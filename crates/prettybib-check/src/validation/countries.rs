//! Country names as written in the `address` field.
//!
//! Each row is `(alpha-2, alpha-3, canonical name, other accepted spellings)`.
//! Codes and other spellings are recognized but reported as renames.

pub struct Country {
    pub alpha2: &'static str,
    pub alpha3: &'static str,
    pub name: &'static str,
    pub aliases: &'static [&'static str],
}

macro_rules! countries {
    ($(($a2:literal, $a3:literal, $name:literal $(, [$($alias:literal),* $(,)?])?)),* $(,)?) => {
        &[$(Country {
            alpha2: $a2,
            alpha3: $a3,
            name: $name,
            aliases: &[$($($alias),*)?],
        }),*]
    };
}

pub const USA: &str = "USA";

pub static COUNTRIES: &[Country] = countries![
    ("AF", "AFG", "Afghanistan"),
    ("AL", "ALB", "Albania"),
    ("DZ", "DZA", "Algeria"),
    ("AD", "AND", "Andorra"),
    ("AO", "AGO", "Angola"),
    ("AG", "ATG", "Antigua and Barbuda"),
    ("AR", "ARG", "Argentina", ["Argentine Republic"]),
    ("AM", "ARM", "Armenia"),
    ("AU", "AUS", "Australia", ["Commonwealth of Australia"]),
    ("AT", "AUT", "Austria", ["Republic of Austria"]),
    ("AZ", "AZE", "Azerbaijan"),
    ("BS", "BHS", "Bahamas", ["The Bahamas"]),
    ("BH", "BHR", "Bahrain"),
    ("BD", "BGD", "Bangladesh"),
    ("BB", "BRB", "Barbados"),
    ("BY", "BLR", "Belarus"),
    ("BE", "BEL", "Belgium", ["Kingdom of Belgium"]),
    ("BZ", "BLZ", "Belize"),
    ("BJ", "BEN", "Benin"),
    ("BT", "BTN", "Bhutan"),
    ("BO", "BOL", "Bolivia", ["Plurinational State of Bolivia"]),
    ("BA", "BIH", "Bosnia and Herzegovina"),
    ("BW", "BWA", "Botswana"),
    ("BR", "BRA", "Brazil", ["Brasil", "Federative Republic of Brazil"]),
    ("BN", "BRN", "Brunei", ["Brunei Darussalam"]),
    ("BG", "BGR", "Bulgaria"),
    ("BF", "BFA", "Burkina Faso"),
    ("BI", "BDI", "Burundi"),
    ("CV", "CPV", "Cabo Verde", ["Cape Verde"]),
    ("KH", "KHM", "Cambodia"),
    ("CM", "CMR", "Cameroon"),
    ("CA", "CAN", "Canada"),
    ("CF", "CAF", "Central African Republic"),
    ("TD", "TCD", "Chad"),
    ("CL", "CHL", "Chile"),
    ("CN", "CHN", "China", ["People's Republic of China", "PR China", "P.R. China", "PRC"]),
    ("CO", "COL", "Colombia"),
    ("KM", "COM", "Comoros"),
    ("CG", "COG", "Congo", ["Republic of the Congo"]),
    ("CD", "COD", "Democratic Republic of the Congo", ["DR Congo"]),
    ("CR", "CRI", "Costa Rica"),
    ("CI", "CIV", "Côte d'Ivoire", ["Cote d'Ivoire", "Ivory Coast"]),
    ("HR", "HRV", "Croatia"),
    ("CU", "CUB", "Cuba"),
    ("CY", "CYP", "Cyprus"),
    ("CZ", "CZE", "Czech Republic"),
    ("DK", "DNK", "Denmark", ["Kingdom of Denmark"]),
    ("DJ", "DJI", "Djibouti"),
    ("DM", "DMA", "Dominica"),
    ("DO", "DOM", "Dominican Republic"),
    ("EC", "ECU", "Ecuador"),
    ("EG", "EGY", "Egypt", ["Arab Republic of Egypt"]),
    ("SV", "SLV", "El Salvador"),
    ("GQ", "GNQ", "Equatorial Guinea"),
    ("ER", "ERI", "Eritrea"),
    ("EE", "EST", "Estonia"),
    ("SZ", "SWZ", "Eswatini", ["Swaziland"]),
    ("ET", "ETH", "Ethiopia"),
    ("FJ", "FJI", "Fiji"),
    ("FI", "FIN", "Finland", ["Suomi"]),
    ("FR", "FRA", "France", ["French Republic"]),
    ("GA", "GAB", "Gabon"),
    ("GM", "GMB", "Gambia", ["The Gambia"]),
    ("GE", "GEO", "Georgia"),
    ("DE", "DEU", "Germany", ["Federal Republic of Germany", "Deutschland"]),
    ("GH", "GHA", "Ghana"),
    ("GR", "GRC", "Greece", ["Hellenic Republic"]),
    ("GD", "GRD", "Grenada"),
    ("GT", "GTM", "Guatemala"),
    ("GN", "GIN", "Guinea"),
    ("GW", "GNB", "Guinea-Bissau"),
    ("GY", "GUY", "Guyana"),
    ("HT", "HTI", "Haiti"),
    ("HN", "HND", "Honduras"),
    ("HK", "HKG", "Hong Kong", ["Hong Kong SAR", "HKSAR"]),
    ("HU", "HUN", "Hungary"),
    ("IS", "ISL", "Iceland"),
    ("IN", "IND", "India", ["Republic of India"]),
    ("ID", "IDN", "Indonesia", ["Republic of Indonesia"]),
    ("IR", "IRN", "Iran", ["Islamic Republic of Iran"]),
    ("IQ", "IRQ", "Iraq"),
    ("IE", "IRL", "Ireland", ["Republic of Ireland", "Eire"]),
    ("IL", "ISR", "Israel", ["State of Israel"]),
    ("IT", "ITA", "Italy", ["Italia", "Italian Republic"]),
    ("JM", "JAM", "Jamaica"),
    ("JP", "JPN", "Japan"),
    ("JO", "JOR", "Jordan"),
    ("KZ", "KAZ", "Kazakhstan"),
    ("KE", "KEN", "Kenya"),
    ("KI", "KIR", "Kiribati"),
    ("KP", "PRK", "North Korea", ["Democratic People's Republic of Korea", "DPRK"]),
    ("KR", "KOR", "South Korea", ["Korea", "Republic of Korea"]),
    ("KW", "KWT", "Kuwait"),
    ("KG", "KGZ", "Kyrgyzstan"),
    ("LA", "LAO", "Laos", ["Lao People's Democratic Republic"]),
    ("LV", "LVA", "Latvia"),
    ("LB", "LBN", "Lebanon"),
    ("LS", "LSO", "Lesotho"),
    ("LR", "LBR", "Liberia"),
    ("LY", "LBY", "Libya"),
    ("LI", "LIE", "Liechtenstein"),
    ("LT", "LTU", "Lithuania"),
    ("LU", "LUX", "Luxembourg"),
    ("MO", "MAC", "Macao", ["Macau"]),
    ("MG", "MDG", "Madagascar"),
    ("MW", "MWI", "Malawi"),
    ("MY", "MYS", "Malaysia"),
    ("MV", "MDV", "Maldives"),
    ("ML", "MLI", "Mali"),
    ("MT", "MLT", "Malta"),
    ("MH", "MHL", "Marshall Islands"),
    ("MR", "MRT", "Mauritania"),
    ("MU", "MUS", "Mauritius"),
    ("MX", "MEX", "Mexico", ["México", "United Mexican States"]),
    ("FM", "FSM", "Micronesia", ["Federated States of Micronesia"]),
    ("MD", "MDA", "Moldova", ["Republic of Moldova"]),
    ("MC", "MCO", "Monaco"),
    ("MN", "MNG", "Mongolia"),
    ("ME", "MNE", "Montenegro"),
    ("MA", "MAR", "Morocco", ["Kingdom of Morocco"]),
    ("MZ", "MOZ", "Mozambique"),
    ("MM", "MMR", "Myanmar", ["Burma"]),
    ("NA", "NAM", "Namibia"),
    ("NR", "NRU", "Nauru"),
    ("NP", "NPL", "Nepal"),
    ("NL", "NLD", "Netherlands", ["The Netherlands", "Holland", "Kingdom of the Netherlands"]),
    ("NZ", "NZL", "New Zealand", ["Aotearoa"]),
    ("NI", "NIC", "Nicaragua"),
    ("NE", "NER", "Niger"),
    ("NG", "NGA", "Nigeria"),
    ("MK", "MKD", "North Macedonia", ["Macedonia"]),
    ("NO", "NOR", "Norway", ["Kingdom of Norway", "Norge"]),
    ("OM", "OMN", "Oman"),
    ("PK", "PAK", "Pakistan"),
    ("PW", "PLW", "Palau"),
    ("PS", "PSE", "Palestine", ["State of Palestine"]),
    ("PA", "PAN", "Panama"),
    ("PG", "PNG", "Papua New Guinea"),
    ("PY", "PRY", "Paraguay"),
    ("PE", "PER", "Peru"),
    ("PH", "PHL", "Philippines", ["The Philippines"]),
    ("PL", "POL", "Poland", ["Polska", "Republic of Poland"]),
    ("PT", "PRT", "Portugal", ["Portuguese Republic"]),
    ("PR", "PRI", "Puerto Rico"),
    ("QA", "QAT", "Qatar"),
    ("RO", "ROU", "Romania"),
    ("RU", "RUS", "Russia", ["Russian Federation"]),
    ("RW", "RWA", "Rwanda"),
    ("KN", "KNA", "Saint Kitts and Nevis"),
    ("LC", "LCA", "Saint Lucia"),
    ("VC", "VCT", "Saint Vincent and the Grenadines"),
    ("WS", "WSM", "Samoa"),
    ("SM", "SMR", "San Marino"),
    ("ST", "STP", "Sao Tome and Principe"),
    ("SA", "SAU", "Saudi Arabia", ["Kingdom of Saudi Arabia", "KSA"]),
    ("SN", "SEN", "Senegal"),
    ("RS", "SRB", "Serbia"),
    ("SC", "SYC", "Seychelles"),
    ("SL", "SLE", "Sierra Leone"),
    ("SG", "SGP", "Singapore", ["Republic of Singapore"]),
    ("SK", "SVK", "Slovakia", ["Slovak Republic"]),
    ("SI", "SVN", "Slovenia"),
    ("SB", "SLB", "Solomon Islands"),
    ("SO", "SOM", "Somalia"),
    ("ZA", "ZAF", "South Africa", ["Republic of South Africa", "RSA"]),
    ("SS", "SSD", "South Sudan"),
    ("ES", "ESP", "Spain", ["España", "Kingdom of Spain"]),
    ("LK", "LKA", "Sri Lanka"),
    ("SD", "SDN", "Sudan"),
    ("SR", "SUR", "Suriname"),
    ("SE", "SWE", "Sweden", ["Kingdom of Sweden", "Sverige"]),
    ("CH", "CHE", "Switzerland", ["Swiss Confederation", "Schweiz", "Suisse"]),
    ("SY", "SYR", "Syria", ["Syrian Arab Republic"]),
    ("TW", "TWN", "Taiwan", ["Republic of China", "Chinese Taipei"]),
    ("TJ", "TJK", "Tajikistan"),
    ("TZ", "TZA", "Tanzania", ["United Republic of Tanzania"]),
    ("TH", "THA", "Thailand", ["Kingdom of Thailand"]),
    ("TL", "TLS", "Timor-Leste", ["East Timor"]),
    ("TG", "TGO", "Togo"),
    ("TO", "TON", "Tonga"),
    ("TT", "TTO", "Trinidad and Tobago"),
    ("TN", "TUN", "Tunisia"),
    ("TR", "TUR", "Turkey", ["Türkiye", "Turkiye", "Republic of Turkey"]),
    ("TM", "TKM", "Turkmenistan"),
    ("TV", "TUV", "Tuvalu"),
    ("UG", "UGA", "Uganda"),
    ("UA", "UKR", "Ukraine"),
    ("AE", "ARE", "United Arab Emirates", ["UAE"]),
    ("GB", "GBR", "United Kingdom", [
        "UK",
        "U.K.",
        "Great Britain",
        "Britain",
        "England",
        "Scotland",
        "Wales",
        "Northern Ireland",
        "United Kingdom of Great Britain and Northern Ireland",
    ]),
    ("US", "USA", "USA", [
        "US",
        "U.S.",
        "U.S.A.",
        "United States",
        "United States of America",
    ]),
    ("UY", "URY", "Uruguay"),
    ("UZ", "UZB", "Uzbekistan"),
    ("VU", "VUT", "Vanuatu"),
    ("VA", "VAT", "Vatican City", ["Holy See"]),
    ("VE", "VEN", "Venezuela", ["Bolivarian Republic of Venezuela"]),
    ("VN", "VNM", "Vietnam", ["Viet Nam", "Socialist Republic of Vietnam"]),
    ("YE", "YEM", "Yemen"),
    ("ZM", "ZMB", "Zambia"),
    ("ZW", "ZWE", "Zimbabwe"),
];

/// Two-letter USPS codes of states, the capital district and territories.
pub static USPS_CODES: &[&str] = &[
    "AL", "AK", "AZ", "AR", "CA", "CO", "CT", "DE", "FL", "GA", "HI", "ID", "IL", "IN", "IA",
    "KS", "KY", "LA", "ME", "MD", "MA", "MI", "MN", "MS", "MO", "MT", "NE", "NV", "NH", "NJ",
    "NM", "NY", "NC", "ND", "OH", "OK", "OR", "PA", "RI", "SC", "SD", "TN", "TX", "UT", "VT",
    "VA", "WA", "WV", "WI", "WY", "DC", "AS", "GU", "MP", "PR", "VI",
];

pub fn is_us_state(code: &str) -> bool {
    code == "D.C." || USPS_CODES.contains(&code)
}

/// How a written country name relates to the table.
#[derive(Debug, Clone, PartialEq, Eq)]
pub enum CountryMatch {
    Canonical(&'static str),
    Alias(&'static str),
    Unknown,
}

pub fn lookup(name: &str) -> CountryMatch {
    if let Some(country) = COUNTRIES.iter().find(|c| c.name == name) {
        return CountryMatch::Canonical(country.name);
    }
    let folded = name.to_lowercase();
    let found = COUNTRIES.iter().find(|c| {
        c.alpha2 == name
            || c.alpha3 == name
            || c.name.to_lowercase() == folded
            || c.aliases.iter().any(|alias| alias.to_lowercase() == folded)
    });
    match found {
        Some(country) => CountryMatch::Alias(country.name),
        None => CountryMatch::Unknown,
    }
}

/// Closest canonical name, for hints on unknown countries.
pub fn closest(name: &str) -> Option<&'static str> {
    COUNTRIES
        .iter()
        .map(|c| (c.name, strsim::jaro_winkler(&name.to_lowercase(), &c.name.to_lowercase())))
        .filter(|(_, score)| *score >= 0.85)
        .max_by(|a, b| a.1.total_cmp(&b.1))
        .map(|(name, _)| name)
}

#[cfg(test)]
mod tests {
    use super::*;

    #[test]
    fn canonical_codes_and_aliases() {
        assert_eq!(lookup("Germany"), CountryMatch::Canonical("Germany"));
        assert_eq!(lookup("DEU"), CountryMatch::Alias("Germany"));
        assert_eq!(lookup("Russian Federation"), CountryMatch::Alias("Russia"));
        assert_eq!(lookup("united kingdom"), CountryMatch::Alias("United Kingdom"));
        assert_eq!(lookup("United States"), CountryMatch::Alias("USA"));
        assert_eq!(lookup("Czechia"), CountryMatch::Unknown);
        assert_eq!(lookup("Atlantis"), CountryMatch::Unknown);
    }

    #[test]
    fn hints_for_typos() {
        assert_eq!(closest("Germnay"), Some("Germany"));
        assert_eq!(closest("Qwxyz"), None);
    }

    #[test]
    fn states() {
        assert!(is_us_state("WA"));
        assert!(is_us_state("D.C."));
        assert!(!is_us_state("XX"));
        assert!(!is_us_state("wa"));
    }
}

**WHAT NEEDS TO BE DONE**
All lines above with "Saint" in them should be returned.

**YOUR RESPONSE**
    ("KN", "KNA", "Saint Kitts and Nevis"),
    ("LC", "LCA", "Saint Lucia"),
    ("VC", "VCT", "Saint Vincent and the Grenadines"),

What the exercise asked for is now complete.